Prove that point $T(0, 0)$ is saddle point of $f(x,y) = xy$

Question

how can we prove that point $T(0, 0)$ is saddle point of a function $$f(x,y) = xy$$

I know that we can use Hessian matrix for determining minima/maxima and saddle points of functions, but I am confused with this example since second derivatives of this function are constants.

Thank you in advance

Answer 1

The Hessian matrix is $\left(\begin{smallmatrix}0&1\\1&0\end{smallmatrix}\right)$. Its eigenvalues are $\pm1$. Since it has an eigenvalue which is positive and another one which is negative, the function has a saddle point.

Answer 2

Note that $f(x,x)=x^2$ which has a minimum at $(0,0)$ and $f(x,-x)=-x^2$ which has a maximum at $(0,0).$

Thus $(0,0)$ is a saddle point.

Answer 3

It depends on your definition of a saddle point.
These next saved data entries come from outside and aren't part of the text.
//! Network Layer
//!
//! UDP session protocol between one host and its peers.
//! Delivery is unreliable: the star sync resends full current values, so
//! loss and reordering only delay convergence.

pub mod protocol;
pub mod transport;
pub mod client;
pub mod host;
pub mod tick;

pub use protocol::{GameEvent, Header, Message, ProtocolError};
pub use transport::{Outbox, Transport, TransportConfig, TransportError};
pub use client::{ClientState, ConnectError, GameClient, SessionError};
pub use host::{GameHost, HostError, PeerEntry};
pub use tick::{DriverMode, TickSummary};
impl StarMap {
    /// Empty map.
    pub fn new(rules: CombatRules) -> Self {
        let extent = INDEX_HALF_EXTENT;
        Self {
            stars: BTreeMap::new(),
            index: QuadTree::new(Rect::new(-extent, -extent, extent, extent)),
            dirty: BTreeSet::new(),
            severity: 0,
            central: None,
            rules,
        }
    }

    /// Combat constants used for records and updates.
    pub fn rules(&self) -> &CombatRules {
        &self.rules
    }

    /// Add a star to the map and the index.
    pub fn insert(&mut self, star: Star) -> Result<(), MapError> {
        let id = star.id;
        if self.stars.contains_key(&id) {
            return Err(MapError::Duplicate(id));
        }
        let center = star.center();
        if !center.x.is_finite() || !center.y.is_finite() {
            return Err(MapError::OutOfBounds(id));
        }
        if !self.index.bounds().contains(center) {
            self.grow_index(center);
        }
        if !self.index.insert(center, id) {
            return Err(MapError::OutOfBounds(id));
        }
        self.stars.insert(id, star);
        Ok(())
    }

    /// Rebuild the index, doubling its extent until `point` fits.
    fn grow_index(&mut self, point: Vec2) {
        let mut extent = self.index.bounds().right.max(INDEX_HALF_EXTENT);
        let needed = point.x.abs().max(point.y.abs());
        while extent < needed {
            extent *= 2.0;
        }
        let mut index = QuadTree::new(Rect::new(-extent, -extent, extent, extent));
        for (id, star) in &self.stars {
            index.insert(star.center(), *id);
        }
        debug!(extent, stars = self.stars.len(), "Star index grown");
        self.index = index;
    }

    /// Mark `id` as the immovable centre star, never used as a spawn.
    pub fn set_central(&mut self, id: StarId) {
        self.central = Some(id);
    }

    /// The centre star, if any.
    pub fn central(&self) -> Option<StarId> {
        self.central
    }

    /// Star by id.
    pub fn get(&self, id: StarId) -> Option<&Star> {
        self.stars.get(&id)
    }

    /// Mutable star by id. Callers must not move the star.
    pub fn get_mut(&mut self, id: StarId) -> Option<&mut Star> {
        self.stars.get_mut(&id)
    }

    /// Stars in id order.
    pub fn iter(&self) -> impl Iterator<Item = &Star> {
        self.stars.values()
    }

    /// Number of stars.
    pub fn len(&self) -> usize {
        self.stars.len()
    }

    /// Whether the map has no stars.
    pub fn is_empty(&self) -> bool {
        self.stars.is_empty()
    }

    /// Star closest (Manhattan) to `point` within [`SELECT_RADIUS`].
    pub fn star_at(&self, point: Vec2) -> Option<&Star> {
        let id = self.index.nearest(point, SELECT_RADIUS)?;
        self.stars.get(id)
    }

    /// Stars whose centres fall inside `range`.
    pub fn stars_in(&self, range: &Rect) -> Vec<&Star> {
        self.index
            .query_range(range)
            .into_iter()
            .filter_map(|(_, id)| self.stars.get(id))
            .collect()
    }

    // =========================================================================
    // Dirty tracking
    // =========================================================================

    /// Record a change to `id`. Severity 0 is ignored.
    pub fn mark_dirty(&mut self, id: StarId, severity: u8) {
        if severity == 0 || !self.stars.contains_key(&id) {
            return;
        }
        self.dirty.insert(id);
        self.severity = self.severity.max(severity);
    }

    /// Mark every star dirty at [`SEVERITY_MAJOR`].
    pub fn make_all_dirty(&mut self) {
        debug!(stars = self.stars.len(), "Marking whole map dirty");
        self.dirty.extend(self.stars.keys().copied());
        if !self.stars.is_empty() {
            self.severity = SEVERITY_MAJOR;
        }
    }

    /// Whether anything changed since the last flush.
    pub fn is_dirty(&self) -> bool {
        !self.dirty.is_empty()
    }

    /// Highest severity pending.
    pub fn severity(&self) -> u8 {
        self.severity
    }

    /// Number of pending stars.
    pub fn dirty_count(&self) -> usize {
        self.dirty.len()
    }

    /// Serialize pending stars, at most [`MAX_FLUSH_BYTES`] of them, and
    /// clear them from the dirty set.
    pub fn flush(&mut self) -> Bytes {
        self.flush_within(MAX_FLUSH_BYTES)
    }

    /// Like [`StarMap::flush`] with an explicit payload budget.
    ///
    /// Stars past the budget or past an `i16` count spill into the next
    /// flush. At least one record is always taken.
    pub fn flush_within(&mut self, max_bytes: usize) -> Bytes {
        let mut ids = Vec::new();
        let mut body = 0;
        for id in &self.dirty {
            let Some(star) = self.stars.get(id) else { continue };
            let len = star.encoded_len();
            if ids.len() == i16::MAX as usize || (!ids.is_empty() && 3 + body + len > max_bytes) {
                break;
            }
            body += len;
            ids.push(*id);
        }
        if self.dirty.len() > ids.len() {
            debug!(sent = ids.len(), pending = self.dirty.len() - ids.len(), "Flush spills");
        }

        let mut buf = BytesMut::with_capacity(3 + body);
        buf.put_i16(ids.len() as i16);
        buf.put_i8(self.severity as i8);
        for id in &ids {
            if let Some(star) = self.stars.get(id) {
                star.encode(&mut buf, &self.rules);
            }
            self.dirty.remove(id);
        }

        if self.dirty.is_empty() {
            self.severity = 0;
        }
        buf.freeze()
    }

    /// Apply a payload produced by [`StarMap::flush`].
    ///
    /// Records before a malformed one stay applied.
    pub fn apply_delta(&mut self, payload: &[u8]) -> Result<DeltaApplied, MapError> {
        let mut buf = payload;
        let count = buf.read_i16("dirty count")?;
        if count < 0 {
            return Err(WireError::Invalid { what: "dirty count", value: count as i64 }.into());
        }
        let severity = buf.read_i8("severity")?;
        if !(0..=SEVERITY_MAJOR as i8).contains(&severity) {
            return Err(WireError::Invalid { what: "severity", value: severity as i64 }.into());
        }

        let mut applied = DeltaApplied { severity: severity as u8, ..Default::default() };
        for _ in 0..count {
            let id = Star::peek_id(buf)?;
            match self.stars.get_mut(&id) {
                Some(star) => {
                    star.apply(&mut buf, &self.rules)?;
                    applied.updated += 1;
                }
                None => {
                    let star = Star::decode(&mut buf, &self.rules)?;
                    self.insert(star)?;
                    applied.inserted += 1;
                }
            }
        }
        Ok(applied)
    }

    // =========================================================================
    // Simulation
    // =========================================================================

    /// Advance every star and mark the changed ones dirty.
    ///
    /// Returns the stars whose outcome was not [`BattleOutcome::Unchanged`].
    pub fn update(&mut self, dt: f32, neutral: PlayerId) -> Vec<(StarId, BattleOutcome)> {
        let rules = &self.rules;
        let changed: Vec<(StarId, BattleOutcome)> = self
            .stars
            .values_mut()
            .filter_map(|star| {
                let outcome = star.update(dt, rules, neutral);
                (outcome != BattleOutcome::Unchanged).then_some((star.id, outcome))
            })
            .collect();

        for (id, outcome) in &changed {
            self.mark_dirty(*id, outcome.severity());
        }
        changed
    }

    /// Hand each player a starting star.
    ///
    /// Players (in the given order) are placed at the unclaimed non-central
    /// star nearest to a point on the rim, the point rotating by
    /// `2π / players` between picks. Returns the assignments made.
    pub fn set_spawns(
        &mut self,
        players: &[PlayerId],
        fleet: [u16; 3],
        rim_radius: f32,
    ) -> Vec<(PlayerId, StarId)> {
        if players.is_empty() {
            return Vec::new();
        }
        let step = std::f32::consts::TAU / players.len() as f32;
        let mut pos = Vec2::new(0.0, rim_radius);
        let mut taken: BTreeSet<StarId> = self.central.into_iter().collect();
        let mut assigned = Vec::with_capacity(players.len());

        for &player in players {
            let pick = self
                .index
                .nearest_where(pos, INDEX_HALF_EXTENT * 2.0, |id| !taken.contains(id))
                .copied();

            match pick.and_then(|id| self.stars.get_mut(&id)) {
                Some(star) => {
                    let [a, b, c] = fleet;
                    star.battlefield.set_home(Fleet::new(player, a, b, c));
                    taken.insert(star.id);
                    assigned.push((player, star.id));
                    debug!(player = %player, star = %star.id, at = %star.center(), "Spawn assigned");
                }
                None => warn!(player = %player, "No free star left for spawn"),
            }
            pos = pos.rotate(step);
        }

        for (_, id) in &assigned {
            self.mark_dirty(*id, SEVERITY_MAJOR);
        }
        assigned
    }

    /// Digest of the visible state: ids, bounds, build orders, owners and
    /// displayed counts. Wound fractions are left out so a client mirror
    /// matches the host once it has seen every star.
    pub fn state_hash(&self) -> StateHash {
        let mut hasher = StateHasher::for_star_map();
        hasher.update_u32(self.stars.len() as u32);
        for star in self.stars.values() {
            let mut rec = BytesMut::with_capacity(64);
            rec.put_i32(star.id.0);
            for edge in [star.bounds.left, star.bounds.top, star.bounds.right, star.bounds.bottom] {
                rec.put_f32(edge);
            }
            rec.put_i8(star.build_type as i8);
            let field = &star.battlefield;
            for fleet in std::iter::once(field.home()).chain(field.attackers()) {
                rec.put_i32(fleet.owner.0);
                for t in ShipType::ALL {
                    rec.put_u16(fleet.count(t));
                }
            }
            hasher.update_bytes(&rec);
        }
        hasher.finalize()
    }

    /// Pretty JSON dump for logs and tests.
    pub fn snapshot_json(&self) -> serde_json::Result<String> {
        #[derive(Serialize)]
        struct Snapshot<'a> {
            stars: Vec<&'a Star>,
            dirty: Vec<StarId>,
            severity: u8,
        }
        serde_json::to_string_pretty(&Snapshot {
            stars: self.stars.values().collect(),
            dirty: self.dirty.iter().copied().collect(),
            severity: self.severity,
        })
    }
}
//! # Starsiege Host Core
//!
//! Authoritative simulation and state sync for a real-time galaxy strategy
//! game. One host owns the galaxy, resolves combat, and streams the stars
//! that changed to every peer over UDP.
//!
//! ## Architecture
//!
//! ```text
//! ┌─────────────────────────────────────────────────────────────┐
//! │                    STARSIEGE HOST CORE                       │
//! ├─────────────────────────────────────────────────────────────┤
//! │  core/           - Primitives                                │
//! │  ├── vec2.rs     - World-space vector                        │
//! │  ├── rect.rs     - Axis-aligned bounds                       │
//! │  ├── quadtree.rs - Point-region spatial index                │
//! │  ├── rng.rs      - Seeded Xorshift128+ PRNG                  │
//! │  ├── codec.rs    - Big-endian wire helpers                   │
//! │  └── hash.rs     - Galaxy state digests                      │
//! │                                                              │
//! │  game/           - Simulation                                │
//! │  ├── player.rs   - Identities, neutral sentinel, roster      │
//! │  ├── fleet.rs    - Ship triangle and damage                  │
//! │  ├── battlefield.rs - Per-star combat and production         │
//! │  ├── star.rs     - Star entity and delta record              │
//! │  ├── starmap.rs  - All stars, dirty-set sync                 │
//! │  ├── galaxy.rs   - Spiral generation                         │
//! │  ├── transit.rs  - Fleets in flight                          │
//! │  └── world.rs    - Host authority and client mirror          │
//! │                                                              │
//! │  network/        - UDP session protocol                      │
//! │  ├── protocol.rs - Headers, framing, typed messages          │
//! │  ├── transport.rs- Socket with inbound/outbound tasks        │
//! │  ├── client.rs   - Peer communicator                         │
//! │  ├── host.rs     - Host communicator, admission, relay       │
//! │  └── tick.rs     - Fixed-interval tick driver                │
//! └─────────────────────────────────────────────────────────────┘
//! ```
//!
//! ## Sync Model
//!
//! - Stars changed since the last flush form the dirty set
//! - Each tick the host serializes the dirty set into one datagram
//! - Peers apply deltas in place; unknown stars are created on sight
//! - Full values are resent, never diffs, so lost datagrams heal

#![warn(missing_docs)]
#![warn(clippy::all)]
#![deny(unsafe_code)]

pub mod config;
pub mod core;
pub mod game;
pub mod network;

// Re-export commonly used types
pub use config::{ClientConfig, ConfigError, HostConfig};
pub use core::rng::DeterministicRng;
pub use game::{Fleet, Player, PlayerId, ShipType, StarId, StarMap, World};
pub use network::{ConnectError, GameClient, GameHost, HostError};

/// Crate version
pub const VERSION: &str = env!("CARGO_PKG_VERSION");
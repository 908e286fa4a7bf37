//! Payout arithmetic for American odds.
//!
//! Positive odds state the profit earned on a 100 unit stake; negative odds
//! state the stake required to profit 100 units.

use super::GradeError;

/// Odds used when a pick carries no price (standard -110 vig).
pub const DEFAULT_ODDS: f64 = -110.0;

/// Stake used when a pick carries no stake.
pub const DEFAULT_STAKE: f64 = 1.0;

/// Profit of a winning pick, unrounded.
///
/// Odds of exactly zero are treated as even money.
pub fn calculate_profit(odds: f64, stake: f64) -> Result<f64, GradeError> {
    if !odds.is_finite() {
        return Err(GradeError::InvalidOdds(odds));
    }
    if !stake.is_finite() || stake < 0.0 {
        return Err(GradeError::InvalidStake(stake));
    }

    if stake == 0.0 {
        return Ok(0.0);
    }

    let profit = if odds > 0.0 {
        stake * odds / 100.0
    } else if odds < 0.0 {
        stake * 100.0 / odds.abs()
    } else {
        stake
    };

    Ok(profit)
}

/// Round to two decimals, half away from zero, on the scaled value.
///
/// Negative zero is normalised so a zero-stake loss reports `0`.
pub fn round_cents(value: f64) -> f64 {
    let rounded = (value * 100.0).round() / 100.0;
    if rounded == 0.0 {
        0.0
    } else {
        rounded
    }
}

// ---------------------------------------------------------------------------
// Tests
// ---------------------------------------------------------------------------
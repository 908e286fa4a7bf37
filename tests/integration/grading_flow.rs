//! Grade a week of picks through the service layer and read the
//! leaderboards back.

use capper_tracker::leaderboard::{LeaderboardOptions, LeaderboardWindow};
use capper_tracker::service::{
    grade_batch, grade_pick_by_id, leaderboard_for, GradeRequest, WebhookGrade,
};
use capper_tracker::storage::{JsonStore, PickFilter, PickRepository};
use capper_tracker::types::{PickResult, PickSource};

use crate::fixtures::{self, PickSeed};

/// Two cappers with a mix of graded, old and pending picks.
/// Sharp Edge: +0.67, -1.00, +1.82 this week and +2.00 sixty days ago.
/// Fade Machine: one push this week and one pending pick.
async fn seeded_store() -> (JsonStore, String, String) {
    let store = JsonStore::in_memory();
    let sharp = fixtures::capper(&store, "sharp", "Sharp Edge").await;
    let fade = fixtures::capper(&store, "fade", "Fade Machine").await;

    let p1 = fixtures::pick(&store, sharp.id, PickSeed::moneyline("Celtics", -150, 1)).await;
    let p2 = fixtures::pick(&store, sharp.id, PickSeed::spread("Heat", 4.5, 2)).await;
    let under = PickSeed::total("Under", 210.5, 3).stake(Some(2.0));
    let p3 = fixtures::pick(&store, sharp.id, under).await;
    let p4 = fixtures::pick(&store, sharp.id, PickSeed::moneyline("Heat", 200, 60)).await;
    let q1 = fixtures::pick(&store, fade.id, PickSeed::spread("Celtics", -10.0, 1)).await;
    fixtures::pick(&store, fade.id, PickSeed::moneyline("Heat", 130, 1)).await;

    let celtics_by_ten = GradeRequest::new(110.0, 100.0);
    for id in [p1.id, p2.id, p3.id] {
        grade_pick_by_id(&store, id, &celtics_by_ten, PickSource::Manual)
            .await
            .unwrap();
    }

    let batch = vec![
        WebhookGrade { pick_id: p4.id, request: GradeRequest::new(100.0, 110.0) },
        WebhookGrade { pick_id: q1.id, request: celtics_by_ten.clone() },
    ];
    tokio_test::assert_ok!(grade_batch(&store, &batch).await);

    (store, sharp.id.to_string(), fade.id.to_string())
}

#[tokio::test]
async fn test_graded_results_persist() {
    let (store, _, _) = seeded_store().await;

    let graded = store
        .list_picks(&PickFilter { result: Some(PickResult::Win), ..Default::default() })
        .await
        .unwrap();
    let mut profits: Vec<f64> = graded.iter().filter_map(|p| p.profit).collect();
    profits.sort_by(f64::total_cmp);
    assert_eq!(profits, vec![0.67, 1.82, 2.0]);

    let pushes = store
        .list_picks(&PickFilter { result: Some(PickResult::Push), ..Default::default() })
        .await
        .unwrap();
    assert_eq!(pushes.len(), 1);
    assert_eq!(pushes[0].source, PickSource::Webhook);
    assert_eq!(pushes[0].profit, Some(0.0));

    let pending = store
        .list_picks(&PickFilter { result: Some(PickResult::Pending), ..Default::default() })
        .await
        .unwrap();
    assert_eq!(pending.len(), 1);
    assert!(pending[0].graded_at.is_none());
}

#[tokio::test]
async fn test_weekly_leaderboard() {
    let (store, sharp, fade) = seeded_store().await;

    let options = LeaderboardOptions::new(LeaderboardWindow::Last7Days).at(fixtures::now());
    let rows = leaderboard_for(&store, &options).await.unwrap();

    assert_eq!(rows.len(), 2);
    assert_eq!(rows[0].capper_id, sharp);
    assert_eq!(rows[0].profit, 1.49);
    assert_eq!((rows[0].wins, rows[0].losses, rows[0].pushes), (2, 1, 0));
    assert_eq!(rows[0].picks, 3);
    assert!((rows[0].roi - 1.49 / 4.0).abs() < 1e-9);

    assert_eq!(rows[1].capper_id, fade);
    assert_eq!(rows[1].profit, 0.0);
    assert_eq!(rows[1].pushes, 1);
    assert_eq!(rows[1].picks, 1);
    assert_eq!(rows[1].average_odds, Some(-110.0));
}

#[tokio::test]
async fn test_window_boundaries() {
    let (store, sharp, _) = seeded_store().await;

    let options = LeaderboardOptions::new(LeaderboardWindow::AllTime).at(fixtures::now());
    let all = leaderboard_for(&store, &options).await.unwrap();
    assert_eq!(all[0].capper_id, sharp);
    assert_eq!(all[0].profit, 3.49);
    assert_eq!(all[0].picks, 4);

    let options = LeaderboardOptions::new(LeaderboardWindow::Yesterday).at(fixtures::now());
    let yesterday = leaderboard_for(&store, &options).await.unwrap();
    assert_eq!(yesterday.len(), 2);
    assert_eq!(yesterday[0].capper_id, sharp);
    assert_eq!(yesterday[0].profit, 0.67);
    assert_eq!(yesterday[0].picks, 1);
}

#[tokio::test]
async fn test_regrade_with_override_is_audited() {
    let store = JsonStore::in_memory();
    let capper = fixtures::capper(&store, "liner", "Line Mover").await;
    let pick = fixtures::pick(&store, capper.id, PickSeed::spread("Celtics", -10.5, 1)).await;

    let request = GradeRequest::new(110.0, 100.0);
    let first = grade_pick_by_id(&store, pick.id, &request, PickSource::Manual)
        .await
        .unwrap();
    assert_eq!(first.result, PickResult::Loss);

    // Closing line was actually -10: regrade as a push
    let mut corrected = GradeRequest::new(110.0, 100.0);
    corrected.overrides.listed_spread_or_total = Some(Some(-10.0));
    let second = grade_pick_by_id(&store, pick.id, &corrected, PickSource::Api)
        .await
        .unwrap();
    assert_eq!(second.result, PickResult::Push);
    assert_eq!(second.profit, Some(0.0));
    assert_eq!(second.source, PickSource::Api);

    let logs = store.grade_logs(pick.id).await.unwrap();
    assert_eq!(logs.len(), 2);
    assert_eq!(logs[1].payload["listed_spread_or_total"], -10.0);
}

#[test]
fn test_unstaked_pick_counts_one_unit() {
    tokio_test::block_on(async {
        let store = JsonStore::in_memory();
        let capper = fixtures::capper(&store, "nostake", "No Stake").await;
        let seed = PickSeed::moneyline("Celtics", 120, 1).stake(None);
        let pick = fixtures::pick(&store, capper.id, seed).await;

        let request = GradeRequest::new(99.0, 98.0);
        let graded = grade_pick_by_id(&store, pick.id, &request, PickSource::Manual)
            .await
            .unwrap();
        assert_eq!(graded.profit, Some(1.2));
        assert_eq!(graded.stake, None);

        let options = LeaderboardOptions::new(LeaderboardWindow::Last7Days).at(fixtures::now());
        let rows = leaderboard_for(&store, &options).await.unwrap();
        assert_eq!(rows[0].average_stake, Some(1.0));
        assert!((rows[0].roi - 1.2).abs() < 1e-9);
    });
}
Maybe it is clearer if you write it as $$ 2xy=\frac12(x+y)^2-\frac12(x-y)^2=u^2-v^2. $$ The orthogonal change of the variables $(x,y)\mapsto (u,v)$ is a rotation by $\pi/4$.

Answer 4

$f(0,0)=0$ and $xy$ is neither negative, nor positive in any neighbourhood of $(0,0)$, but can be both.